De Mini omniumverzekering dekt brand, diefstal, glasbraak en natuurkrachten. Dus niet de waarborg eigen schade.
De meeste contracten voorzien een vrijstelling of franchise Dit is het bedrag dat steeds afgetrokken wordt van de vergoeding. De vrijstelling bedraagt een bepaald percentage van de waarde van het voertuig. Dit percentage varieert van maatschappij tot maatschappij van 0% tot 5%. Let wel, in de regel geldt, hoe kleiner de franchise, hoe duurder de polis. Het is dus soms aangewezen een contract met een franchise te kiezen om de premie betaalbaar te houden.
De vrijstelling mag slechts worden toegepast op de waarborg eigen schade. Op de waarborgen brand, diefstal, glasbraak en natuurkrachten is er géén vrijstelling waardoor in principe de volledige schade betaald wordt.
Vallen niet echt onder de rubriek Omnium, maar kunnen ook in het kader van een autoverzekering worden afgesloten :
- Individuele ongevallen;
- Rechtsbijstand.
In tegenstelling tot de waarborg BA, (de wettelijk verplichte verzekering waar de bepalingen ervan op wettelijke basis zijn vastgesteld in een modelovereenkomst, en geregeld wordt door de wet betreffende de verplichte aansprakelijkheidsverzekering inzake motorrijtuigen WAM, zullen de voorwaarden van de omniumwaarborgen contractueel worden bepaald en dus afhangen van de specifieke contracten van iedere verzekeraar. Hierbij blijven wel de regels van toepassing die vastliggen in de Wet van 25 juni 1992 op de Wet van 25 juni 1992 op de landverzekeringsovereenkomst (thans verzekeringswet)
Hoegrootheid van het uit te betalen bedrag.
Men kan zich verzekeren voor een aangenomen waarde. In dit geval wordt an de verzekerde bij totaal verlies een bedrag betaald zoals vooraf betaald in de polis.

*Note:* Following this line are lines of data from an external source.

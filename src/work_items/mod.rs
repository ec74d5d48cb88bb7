use crate::state::AppState;
use axum::Router;

pub mod dto;
pub mod handlers;
pub mod repo_types;
pub mod services;

pub fn router() -> Router<AppState> {
    Router::new().merge(handlers::work_item_routes())
}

Een dergelijke polis vermijdt discussies bij latere uitbetaling.
Men kan zich verzekeren voor de werkelijke waarde: Dit betekent dat de waarde op het ogenblik van het ongeval geschat wordt door een expert. Er gebeurt dus aftrek van sleet in functie van het jaartal, km-stand, onderhoud... van de wagen. recht op volledige vergoeding en niet op de marginale restwaarde bij beweerd totaal verlies
In de beide gevallen wordt de BTW terugbetaald, behoudens voor handelaars voor handelaars voor wie de BTW aftrekbaar is.
Omniumverzekering en leasing
Hij die als verzekeringnemer een omniumverzekering (verzekering eigen schade) heeft onderschreven voor een motorrijtuig waarvoor hij een rentingcontract heeft afgesloten met een financieringsmaatschappij, heeft belang bij de instandhouding van het verzekerde rijtuig en heeft derhalve recht op uitbetaling van de schadevergoeding, hetgeen betekent dat hij een vordering tot vergoeding kan instellen.